• [WORK INSTRUCTIONS] Among the lines below, copy each one in which "RETURNING" appears.

• [SOURCE INFORMATION]
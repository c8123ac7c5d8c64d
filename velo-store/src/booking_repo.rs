use async_trait::async_trait;
use chrono::{DateTime, Utc};
use sqlx::{PgConnection, PgPool, Postgres, Transaction};
use uuid::Uuid;
use velo_core::model::{Booking, BookingStatus, Ride};
use velo_core::repository::{BookingStore, BookingTx, SeatLedger};
use velo_core::{StoreError, StoreResult};
use velo_shared::Masked;

use crate::database::store_error;

const BOOKING_COLUMNS: &str = "id, ride_id, requester_id, requester_name, requester_email, status, \
     seats_requested, transaction_id, requested_at, payment_initiated_at, payment_completed_at, confirmed_at";

const RIDE_COLUMNS: &str = "id, owner_id, owner_email, driver_name, from_location, to_location, \
     departure_at, estimated_completion_at, seats_available, price_minor";

// Internal structs for type-safe querying
#[derive(sqlx::FromRow)]
struct BookingRow {
    id: Uuid,
    ride_id: Uuid,
    requester_id: Uuid,
    requester_name: String,
    requester_email: String,
    status: String,
    seats_requested: i32,
    transaction_id: Option<String>,
    requested_at: DateTime<Utc>,
    payment_initiated_at: Option<DateTime<Utc>>,
    payment_completed_at: Option<DateTime<Utc>>,
    confirmed_at: Option<DateTime<Utc>>,
}

impl TryFrom<BookingRow> for Booking {
    type Error = StoreError;

    fn try_from(row: BookingRow) -> Result<Self, Self::Error> {
        let status = row
            .status
            .parse::<BookingStatus>()
            .map_err(|e| StoreError::Corrupt(format!("booking {}: {}", row.id, e)))?;
        let seats_requested = u32::try_from(row.seats_requested)
            .map_err(|_| StoreError::Corrupt(format!("booking {}: negative seat count", row.id)))?;

        Ok(Booking {
            id: row.id,
            ride_id: row.ride_id,
            requester_id: row.requester_id,
            requester_name: row.requester_name,
            requester_email: Masked(row.requester_email),
            status,
            seats_requested,
            transaction_id: row.transaction_id,
            requested_at: row.requested_at,
            payment_initiated_at: row.payment_initiated_at,
            payment_completed_at: row.payment_completed_at,
            confirmed_at: row.confirmed_at,
        })
    }
}

#[derive(sqlx::FromRow)]
struct RideRow {
    id: Uuid,
    owner_id: Uuid,
    owner_email: Option<String>,
    driver_name: Option<String>,
    from_location: String,
    to_location: String,
    departure_at: DateTime<Utc>,
    estimated_completion_at: Option<DateTime<Utc>>,
    seats_available: i32,
    price_minor: i64,
}

impl TryFrom<RideRow> for Ride {
    type Error = StoreError;

    fn try_from(row: RideRow) -> Result<Self, Self::Error> {
        let seats_available = u32::try_from(row.seats_available)
            .map_err(|_| StoreError::Corrupt(format!("ride {}: negative seat count", row.id)))?;

        Ok(Ride {
            id: row.id,
            owner_id: row.owner_id,
            owner_email: row.owner_email.map(Masked),
            driver_name: row.driver_name,
            from_location: row.from_location,
            to_location: row.to_location,
            departure_at: row.departure_at,
            estimated_completion_at: row.estimated_completion_at,
            seats_available,
            price_minor: row.price_minor,
        })
    }
}

fn status_texts(statuses: &[BookingStatus]) -> Vec<String> {
    statuses.iter().map(|s| s.as_str().to_string()).collect()
}

fn bookings(rows: Vec<BookingRow>) -> StoreResult<Vec<Booking>> {
    rows.into_iter().map(Booking::try_from).collect()
}

fn seat_param(seats: u32) -> StoreResult<i32> {
    i32::try_from(seats).map_err(|_| StoreError::Query(format!("seat count {} out of range", seats)))
}

pub struct PgBookingStore {
    pool: PgPool,
}

impl PgBookingStore {
    pub fn new(pool: PgPool) -> Self {
        Self { pool }
    }
}

#[async_trait]
impl BookingStore for PgBookingStore {
    async fn begin(&self) -> StoreResult<Box<dyn BookingTx>> {
        let tx = self.pool.begin().await.map_err(store_error)?;
        Ok(Box::new(PgBookingTx { tx: Some(tx) }))
    }

    async fn insert_booking(&self, booking: &Booking) -> StoreResult<()> {
        sqlx::query(
            r#"
            INSERT INTO bookings (id, ride_id, requester_id, requester_name, requester_email, status, seats_requested, requested_at)
            VALUES ($1, $2, $3, $4, $5, $6, $7, $8)
            "#,
        )
        .bind(booking.id)
        .bind(booking.ride_id)
        .bind(booking.requester_id)
        .bind(&booking.requester_name)
        .bind(booking.requester_email.expose())
        .bind(booking.status.as_str())
        .bind(seat_param(booking.seats_requested)?)
        .bind(booking.requested_at)
        .execute(&self.pool)
        .await
        .map_err(store_error)?;

        Ok(())
    }

    async fn get_booking(&self, id: Uuid) -> StoreResult<Option<Booking>> {
        let row = sqlx::query_as::<_, BookingRow>(&format!(
            "SELECT {} FROM bookings WHERE id = $1",
            BOOKING_COLUMNS
        ))
        .bind(id)
        .fetch_optional(&self.pool)
        .await
        .map_err(store_error)?;

        row.map(Booking::try_from).transpose()
    }

    async fn get_ride(&self, id: Uuid) -> StoreResult<Option<Ride>> {
        let row = sqlx::query_as::<_, RideRow>(&format!("SELECT {} FROM rides WHERE id = $1", RIDE_COLUMNS))
            .bind(id)
            .fetch_optional(&self.pool)
            .await
            .map_err(store_error)?;

        row.map(Ride::try_from).transpose()
    }

    async fn transition_status(
        &self,
        id: Uuid,
        from: BookingStatus,
        to: BookingStatus,
    ) -> StoreResult<bool> {
        let result = sqlx::query("UPDATE bookings SET status = $3 WHERE id = $1 AND status = $2")
            .bind(id)
            .bind(from.as_str())
            .bind(to.as_str())
            .execute(&self.pool)
            .await
            .map_err(store_error)?;

        Ok(result.rows_affected() == 1)
    }

    async fn record_payment_initiated(&self, id: Uuid, at: DateTime<Utc>) -> StoreResult<()> {
        sqlx::query(
            "UPDATE bookings SET payment_initiated_at = $2 WHERE id = $1 AND payment_initiated_at IS NULL",
        )
        .bind(id)
        .bind(at)
        .execute(&self.pool)
        .await
        .map_err(store_error)?;

        Ok(())
    }

    async fn list_bookings_for_ride(&self, ride_id: Uuid) -> StoreResult<Vec<Booking>> {
        let rows = sqlx::query_as::<_, BookingRow>(&format!(
            "SELECT {} FROM bookings WHERE ride_id = $1 ORDER BY requested_at",
            BOOKING_COLUMNS
        ))
        .bind(ride_id)
        .fetch_all(&self.pool)
        .await
        .map_err(store_error)?;

        bookings(rows)
    }

    async fn list_rides_for_owner(&self, owner_id: Uuid) -> StoreResult<Vec<Ride>> {
        let rows = sqlx::query_as::<_, RideRow>(&format!(
            "SELECT {} FROM rides WHERE owner_id = $1 ORDER BY departure_at",
            RIDE_COLUMNS
        ))
        .bind(owner_id)
        .fetch_all(&self.pool)
        .await
        .map_err(store_error)?;

        rows.into_iter().map(Ride::try_from).collect()
    }

    async fn find_ended_ride_ids(
        &self,
        now: DateTime<Utc>,
        open: &[BookingStatus],
    ) -> StoreResult<Vec<Uuid>> {
        sqlx::query_scalar::<_, Uuid>(
            r#"
            SELECT r.id FROM rides r
            WHERE COALESCE(r.estimated_completion_at, r.departure_at) <= $1
              AND EXISTS (SELECT 1 FROM bookings b WHERE b.ride_id = r.id AND b.status = ANY($2))
            ORDER BY r.departure_at
            "#,
        )
        .bind(now)
        .bind(status_texts(open))
        .fetch_all(&self.pool)
        .await
        .map_err(store_error)
    }

    async fn complete_ride_bookings(
        &self,
        ride_id: Uuid,
        from: &[BookingStatus],
    ) -> StoreResult<Vec<Booking>> {
        let rows = sqlx::query_as::<_, BookingRow>(&format!(
            "UPDATE bookings SET status = 'COMPLETED' WHERE ride_id = $1 AND status = ANY($2) RETURNING {}",
            BOOKING_COLUMNS
        ))
        .bind(ride_id)
        .bind(status_texts(from))
        .fetch_all(&self.pool)
        .await
        .map_err(store_error)?;

        bookings(rows)
    }

    async fn complete_booking(
        &self,
        id: Uuid,
        from: &[BookingStatus],
    ) -> StoreResult<Option<Booking>> {
        let row = sqlx::query_as::<_, BookingRow>(&format!(
            "UPDATE bookings SET status = 'COMPLETED' WHERE id = $1 AND status = ANY($2) RETURNING {}",
            BOOKING_COLUMNS
        ))
        .bind(id)
        .bind(status_texts(from))
        .fetch_optional(&self.pool)
        .await
        .map_err(store_error)?;

        row.map(Booking::try_from).transpose()
    }
}

/// A Postgres transaction; rolled back by sqlx when dropped uncommitted.
pub struct PgBookingTx {
    tx: Option<Transaction<'static, Postgres>>,
}

impl PgBookingTx {
    fn conn(&mut self) -> StoreResult<&mut PgConnection> {
        self.tx
            .as_deref_mut()
            .ok_or_else(|| StoreError::Query("transaction already committed".to_string()))
    }
}

#[async_trait]
impl SeatLedger for PgBookingTx {
    async fn conditional_decrement(&mut self, ride_id: Uuid, seats: u32) -> StoreResult<u64> {
        let seats = seat_param(seats)?;
        let result = sqlx::query(
            "UPDATE rides SET seats_available = seats_available - $2 WHERE id = $1 AND seats_available >= $2",
        )
        .bind(ride_id)
        .bind(seats)
        .execute(self.conn()?)
        .await
        .map_err(store_error)?;

        Ok(result.rows_affected())
    }
}

#[async_trait]
impl BookingTx for PgBookingTx {
    async fn lock_booking(&mut self, id: Uuid) -> StoreResult<Option<Booking>> {
        let row = sqlx::query_as::<_, BookingRow>(&format!(
            "SELECT {} FROM bookings WHERE id = $1 FOR UPDATE",
            BOOKING_COLUMNS
        ))
        .bind(id)
        .fetch_optional(self.conn()?)
        .await
        .map_err(store_error)?;

        row.map(Booking::try_from).transpose()
    }

    async fn ride(&mut self, id: Uuid) -> StoreResult<Option<Ride>> {
        let row = sqlx::query_as::<_, RideRow>(&format!("SELECT {} FROM rides WHERE id = $1", RIDE_COLUMNS))
            .bind(id)
            .fetch_optional(self.conn()?)
            .await
            .map_err(store_error)?;

        row.map(Ride::try_from).transpose()
    }

    async fn transaction_exists(&mut self, transaction_id: &str) -> StoreResult<bool> {
        sqlx::query_scalar::<_, bool>("SELECT EXISTS (SELECT 1 FROM bookings WHERE transaction_id = $1)")
            .bind(transaction_id)
            .fetch_one(self.conn()?)
            .await
            .map_err(store_error)
    }

    async fn save_booking(&mut self, booking: &Booking) -> StoreResult<()> {
        sqlx::query(
            r#"
            UPDATE bookings
            SET status = $2,
                transaction_id = $3,
                payment_initiated_at = $4,
                payment_completed_at = $5,
                confirmed_at = $6
            WHERE id = $1
            "#,
        )
        .bind(booking.id)
        .bind(booking.status.as_str())
        .bind(booking.transaction_id.as_deref())
        .bind(booking.payment_initiated_at)
        .bind(booking.payment_completed_at)
        .bind(booking.confirmed_at)
        .execute(self.conn()?)
        .await
        .map_err(store_error)?;

        Ok(())
    }

    async fn commit(&mut self) -> StoreResult<()> {
        let tx = self
            .tx
            .take()
            .ok_or_else(|| StoreError::Query("transaction already committed".to_string()))?;

        tx.commit().await.map_err(store_error)
    }
}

• [RESULT]
            "UPDATE bookings SET status = 'COMPLETED' WHERE ride_id = $1 AND status = ANY($2) RETURNING {}",
            "UPDATE bookings SET status = 'COMPLETED' WHERE id = $1 AND status = ANY($2) RETURNING {}",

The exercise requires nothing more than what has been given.